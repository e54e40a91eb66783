//! Markup helpers shared by the extraction strategies

use pulldown_cmark::{Event, Parser, TagEnd};
use scraper::{ElementRef, Html, Selector};

use crate::extractor::error::ExtractError;

/// Elements whose text never belongs to readable content
pub const NON_CONTENT_TAGS: &[&str] = &["script", "style", "noscript"];

/// Parse a CSS selector, mapping failures into an extraction error
pub fn selector(css: &str) -> Result<Selector, ExtractError> {
    Selector::parse(css)
        .map_err(|e| ExtractError::HtmlParse(format!("Failed to parse selector '{}': {}", css, e)))
}

/// Collapse runs of whitespace into single spaces and trim the ends
pub fn normalize_whitespace(text: &str) -> String {
    text.split_whitespace().collect::<Vec<_>>().join(" ")
}

/// Text of the first element matching `css`, whitespace-normalized, if non-empty
pub fn first_text(document: &Html, css: &str) -> Result<Option<String>, ExtractError> {
    let selector = selector(css)?;
    Ok(document
        .select(&selector)
        .next()
        .map(|element| normalize_whitespace(&element.text().collect::<String>()))
        .filter(|text| !text.is_empty()))
}

/// Value of `attr` on the first element matching `css`, trimmed, if non-empty
pub fn first_attr(document: &Html, css: &str, attr: &str) -> Result<Option<String>, ExtractError> {
    let selector = selector(css)?;
    Ok(document
        .select(&selector)
        .filter_map(|element| element.value().attr(attr))
        .map(str::trim)
        .find(|value| !value.is_empty())
        .map(str::to_string))
}

/// The document's `<title>`
pub fn document_title(document: &Html) -> Result<Option<String>, ExtractError> {
    first_text(document, "title")
}

/// Drop site-name decorations from a page title
///
/// `"Heat waves are getting longer, study finds | The Daily Planet"` becomes
/// `"Heat waves are getting longer, study finds"`. Titles that would end up too
/// short or too long are returned unchanged.
pub fn short_title(title: &str) -> String {
    let original = normalize_whitespace(title);
    let word_count = |s: &str| s.split_whitespace().count();

    let mut candidate = original.clone();
    let mut found = false;
    for delimiter in [" | ", " - ", " \u{2013} ", " \u{2014} ", " :: ", " / "] {
        if !original.contains(delimiter) {
            continue;
        }
        let parts: Vec<&str> = original.split(delimiter).collect();
        let first = parts.first().copied().unwrap_or_default();
        let last = parts.last().copied().unwrap_or_default();
        if word_count(first) >= 4 {
            candidate = first.to_string();
            found = true;
            break;
        } else if word_count(last) >= 4 {
            candidate = last.to_string();
            found = true;
            break;
        }
    }

    if !found {
        if let Some((_, rest)) = original.split_once(": ") {
            if word_count(rest) >= 4 {
                candidate = rest.to_string();
            }
        }
    }

    let len = candidate.chars().count();
    if len <= 15 || len >= 150 {
        return original;
    }
    candidate
}

/// Flatten the visible text under `root` into trimmed, newline-separated lines
///
/// Text inside `script`, `style` and `noscript` is skipped.
pub fn flatten_text(root: ElementRef<'_>) -> String {
    let mut lines = Vec::new();
    for node in root.descendants() {
        let Some(text) = node.value().as_text() else {
            continue;
        };
        let hidden = node.ancestors().any(|ancestor| {
            ancestor
                .value()
                .as_element()
                .is_some_and(|element| NON_CONTENT_TAGS.contains(&element.name()))
        });
        if hidden {
            continue;
        }
        lines.extend(
            text.lines()
                .map(str::trim)
                .filter(|line| !line.is_empty())
                .map(str::to_string),
        );
    }
    lines.join("\n")
}

/// Reduce Markdown to plain text, one block per line
pub fn markdown_to_text(markdown: &str) -> String {
    let mut text = String::new();
    for event in Parser::new(markdown) {
        match event {
            Event::Text(t) | Event::Code(t) => text.push_str(&t),
            Event::SoftBreak => text.push(' '),
            Event::HardBreak => text.push('\n'),
            Event::End(end)
                if matches!(
                    end,
                    TagEnd::Paragraph
                        | TagEnd::Heading(_)
                        | TagEnd::Item
                        | TagEnd::CodeBlock
                        | TagEnd::TableRow
                ) =>
            {
                text.push('\n')
            }
            _ => {}
        }
    }

    text.lines()
        .map(str::trim)
        .filter(|line| !line.is_empty())
        .collect::<Vec<_>>()
        .join("\n")
}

> **Brief**
Go through the material and copy out every line with "copied" in it.

> **Response to the task**
        let first = parts.first().copied().unwrap_or_default();
        let last = parts.last().copied().unwrap_or_default();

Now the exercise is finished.